Die Diskussion wird nicht zur Ruhe kommen
In der theologischen Diskussion in jüngerer Zeit erscheinen angesichts der bestehenden kirchenoffiziellen Maßgabe insbesondere zwei Wege als aussichtsreich, kurzfristig zu einer Veränderung der Situation zu gelangen: Ein Weg wird in einer Neuinterpretation der „gravis necessitas“ gesehen, die, so sie gegeben ist, die Gewähr der Eucharistiegemeinschaft erlaubt; der zweite Weg besteht in einer weitergehenden Interpretation des konziliaren Grundsatzes, die ökumenische Begegnung fördere auch die Einheit der Christen, sie sei nicht nur Ausdruck bereits gegebener Verbundenheit, sondern auch der Weg zu einem tieferen Verständnis füreinander. Einzelne Autoren berufen sich in diesem Zusammenhang auf die grundlegende Bestimmung des Wesens der Eucharistie in der Kirchenkonstitution des Zweiten Vatikanischen Konzils, auch Quelle und nicht nur Höhepunkt des ganzen christlichen Lebens zu sein (Lumen gentium, Nr. 11).

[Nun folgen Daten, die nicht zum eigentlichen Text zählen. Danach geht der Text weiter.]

//! Core types: IQ Server resources, fetch targets and run results

use chrono::{DateTime, FixedOffset};
use serde::Deserialize;
use std::fmt;

/// An organization as returned by `GET api/v2/organizations`
#[derive(Clone, Debug, PartialEq, Eq, Deserialize)]
pub struct Organization {
    /// Internal organization identifier
    pub id: String,
    /// Display name
    pub name: String,
}

/// Envelope of the organization listing
#[derive(Debug, Deserialize)]
pub(crate) struct OrganizationList {
    #[serde(default)]
    pub organizations: Vec<Organization>,
}

/// An application as returned by the application listing
#[derive(Clone, Debug, PartialEq, Eq, Deserialize)]
#[serde(rename_all = "camelCase")]
pub struct Application {
    /// Internal application identifier
    pub id: String,
    /// Public identifier used by the report endpoints (may be missing)
    #[serde(default)]
    pub public_id: Option<String>,
    /// Display name
    pub name: String,
    /// Owning organization
    #[serde(default)]
    pub organization_id: Option<String>,
}

/// Envelope of the application listing
#[derive(Debug, Deserialize)]
pub(crate) struct ApplicationList {
    #[serde(default)]
    pub applications: Vec<Application>,
}

/// One entry of `GET api/v2/reports/applications/{id}`
#[derive(Clone, Debug, Deserialize)]
#[serde(rename_all = "camelCase")]
pub(crate) struct ReportInfo {
    #[serde(default)]
    pub stage: String,
    #[serde(default)]
    pub evaluation_date: Option<String>,
    pub report_data_url: String,
}

impl ReportInfo {
    /// Scan identifier, the last path segment of `reportDataUrl`
    pub fn scan_id(&self) -> Option<&str> {
        self.report_data_url
            .split(['?', '#'])
            .next()
            .and_then(|path| path.trim_end_matches('/').rsplit('/').next())
            .filter(|segment| !segment.is_empty())
    }

    /// Parsed `evaluationDate`, or `None` when absent or unreadable
    ///
    /// IQ writes `2024-05-01T12:00:00.000+0000`; RFC 3339 is accepted too.
    pub fn evaluated_at(&self) -> Option<DateTime<FixedOffset>> {
        let raw = self.evaluation_date.as_deref()?.trim();
        DateTime::parse_from_str(raw, "%Y-%m-%dT%H:%M:%S%.f%z")
            .or_else(|_| DateTime::parse_from_rfc3339(raw))
            .ok()
    }
}

/// One (organization, application) pair scheduled for fetching
///
/// Identity is `(organization_id, application_id)`.
#[derive(Clone, Debug, PartialEq, Eq, Hash)]
pub struct FetchTarget {
    /// Owning organization identifier
    pub organization_id: String,
    /// Internal application identifier
    pub application_id: String,
    /// Public application identifier used for report retrieval
    pub application_public_id: String,
}

impl fmt::Display for FetchTarget {
    fn fmt(&self, f: &mut fmt::Formatter<'_>) -> fmt::Result {
        write!(f, "{}/{}", self.organization_id, self.application_public_id)
    }
}

/// A raw report payload, exactly as the server returned it
#[derive(Clone, Debug, PartialEq, Eq)]
pub struct RawReport {
    /// Scan the report belongs to
    pub scan_id: String,
    /// Stage the scan was evaluated at (e.g. "build", "release")
    pub stage: String,
    /// Unmodified response body
    pub body: Vec<u8>,
}

/// Terminal state of one target
#[derive(Clone, Copy, Debug, PartialEq, Eq)]
pub enum FetchOutcome {
    /// Report fetched and written
    Success,
    /// The application has no report yet
    Skipped,
    /// Fetching or writing failed
    Failed,
    /// Never dispatched (or not written) because the run was aborted
    NotAttempted,
}

/// Result of attempting one target
#[derive(Clone, Debug, PartialEq, Eq)]
pub struct FetchResult {
    /// The target this result is for
    pub target: FetchTarget,
    /// What happened
    pub outcome: FetchOutcome,
    /// Written path on success, reason otherwise
    pub detail: Option<String>,
}

impl FetchResult {
    /// Create a result with a detail message
    pub fn new(target: FetchTarget, outcome: FetchOutcome, detail: impl Into<String>) -> Self {
        Self {
            target,
            outcome,
            detail: Some(detail.into()),
        }
    }
}

/// A failed target together with the reason
#[derive(Clone, Debug, PartialEq, Eq)]
pub struct FailedTarget {
    /// The target that failed
    pub target: FetchTarget,
    /// Why it failed
    pub reason: String,
}

/// Why a run stopped dispatching before all targets were attempted
#[derive(Clone, Debug, PartialEq, Eq)]
pub enum AbortReason {
    /// The server rejected the credentials
    Authentication {
        /// HTTP status that triggered the abort (401 or 403)
        status: u16,
    },
    /// The operator interrupted the run
    Interrupted,
}

/// How a run ended, as the entry point sees it
#[derive(Clone, Copy, Debug, PartialEq, Eq)]
pub enum RunOutcome {
    /// Every target succeeded or was skipped
    Clean,
    /// The run completed but at least one target failed
    PartialFailure,
    /// Dispatch was halted by an authentication failure
    AuthenticationAborted,
    /// Dispatch was halted by the operator
    Interrupted,
}

/// Aggregate result of a run
#[derive(Clone, Debug, Default, PartialEq, Eq)]
pub struct RunSummary {
    /// Targets fetched and written
    pub succeeded: usize,
    /// Targets that failed
    pub failed: usize,
    /// Targets without a report
    pub skipped: usize,
    /// Targets never attempted because the run was aborted
    pub not_attempted: usize,
    /// Failed targets with reasons, in completion order
    pub failures: Vec<FailedTarget>,
    /// Set when dispatch stopped early
    pub aborted: Option<AbortReason>,
}

impl RunSummary {
    /// Fold one result into the counts
    pub fn record(&mut self, result: FetchResult) {
        match result.outcome {
            FetchOutcome::Success => self.succeeded += 1,
            FetchOutcome::Skipped => self.skipped += 1,
            FetchOutcome::NotAttempted => self.not_attempted += 1,
            FetchOutcome::Failed => {
                self.failed += 1;
                self.failures.push(FailedTarget {
                    target: result.target,
                    reason: result.detail.unwrap_or_else(|| "unknown error".to_string()),
                });
            }
        }
    }

    /// Number of results recorded so far
    pub fn total(&self) -> usize {
        self.succeeded + self.failed + self.skipped + self.not_attempted
    }

    /// Classify the run for exit status purposes
    pub fn outcome(&self) -> RunOutcome {
        match self.aborted {
            Some(AbortReason::Authentication { .. }) => RunOutcome::AuthenticationAborted,
            Some(AbortReason::Interrupted) => RunOutcome::Interrupted,
            None if self.failed > 0 => RunOutcome::PartialFailure,
            None => RunOutcome::Clean,
        }
    }

    /// Emit the final summary line
    pub fn log(&self) {
        if self.failed == 0 && self.aborted.is_none() {
            tracing::info!(
                succeeded = self.succeeded,
                failed = self.failed,
                skipped = self.skipped,
                "Fetch run completed"
            );
            return;
        }

        for failure in &self.failures {
            tracing::error!(application = %failure.target, reason = %failure.reason, "Failed target");
        }
        tracing::warn!(
            succeeded = self.succeeded,
            failed = self.failed,
            skipped = self.skipped,
            not_attempted = self.not_attempted,
            aborted = ?self.aborted,
            "Fetch run finished with problems"
        );
    }
}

Eine Konkretion im Blick auf den ersten der genannten Wege möchte ich ansprechen: Es gab in jüngerer Zeit Bemühungen im Raum der Deutschen Bischofskonferenz, im Blick auf die konfessionsverschiedenen Ehen eine „gravis necessitas“ im Sinne der kirchenrechtlichen Bestimmungen festzuhalten, sofern ein Priester im Gespräch mit den Betroffenen den Eindruck gewinnt, es sei zu befürchten, dass die Eheleute in Kirchendistanz treten werden, wenn sie nicht gemeinsam an der Eucharistiefeier teilnehmen können. Das aus der Tradition der Orthodoxie vertraute Oikonomia-Prinzip wurde in Anspruch genommen.
Die anhaltende Diskussion hat ergeben, dass diese Interpretation wohl zumindest nicht die Absicht der Konzilsväter trifft; diese dachten kaum an die dauerhafte Lebensgemeinschaft von Menschen in konfessionsverschiedenen Ehen, als sie eine „gravis necessitas“ als Grund für die Gewähr eucharistischer Gemeinschaft anerkannten. Alles deutet darauf hin, dass nach der Auffassung der Konzilsväter einzelnen Menschen in der Todesnähe die Sterbesakramente nicht verweigert werden sollen – auch evangelischen Christinnen und Christen nicht, sofern sie in dieser Situation nur die Möglichkeit haben, einem römisch-katholischen Amtsträger zu begegnen.
Der zweite Weg der gelegentlichen Eucharistiegemeinschaft als Quelle der Sehnsucht nach beständiger Kirchengemeinschaft wird von vielen Gemeinden faktisch bereits begangen. Aber er ist irregulär. In vielen Beiträgen hatte vor allem Otto Hermann Pesch sich dafür ausgesprochen, an besonderen Tagen als Vorzeichen künftiger Eucharistiegemeinschaft als „Vorgeschmack“ in besonderen Kreisen eucharistische Gemeinschaft zu leben. Ökumene-Ausschüsse der Pfarrgemeinderäte und der Presbyterien (Ältestenkreise) könnten zum Beispiel Zeichen setzen für die erhoffte Gemeinschaft aller Christinnen und Christen. Ökumenische Gremien, die mühsam um die Einheit der Christen ringen, könnten bei ihren Tagungen Kraft schöpfen aus der einen Quelle der Eucharistie und gemeinsam Dank sagen für die von Gott Sünderinnen und Sündern geschenkten göttlichen Zusage der Versöhnung. In Deutschland wird vor dem Ökumenischen Kirchentag in Berlin 2003 die Diskussion um die Abendmahlsgemeinschaft nicht zur Ruhe kommen.
Dorothea Sattler Die Autorin ist Professorin für Ökumenische Theologie an der Universität Münster und war Mitglied einer Arbeitsgruppe, die den Auftrag hatte, für den Ökumenischen Kirchentag 2003 in Berlin ökumenische Gottesdienstformen zu erarbeiten.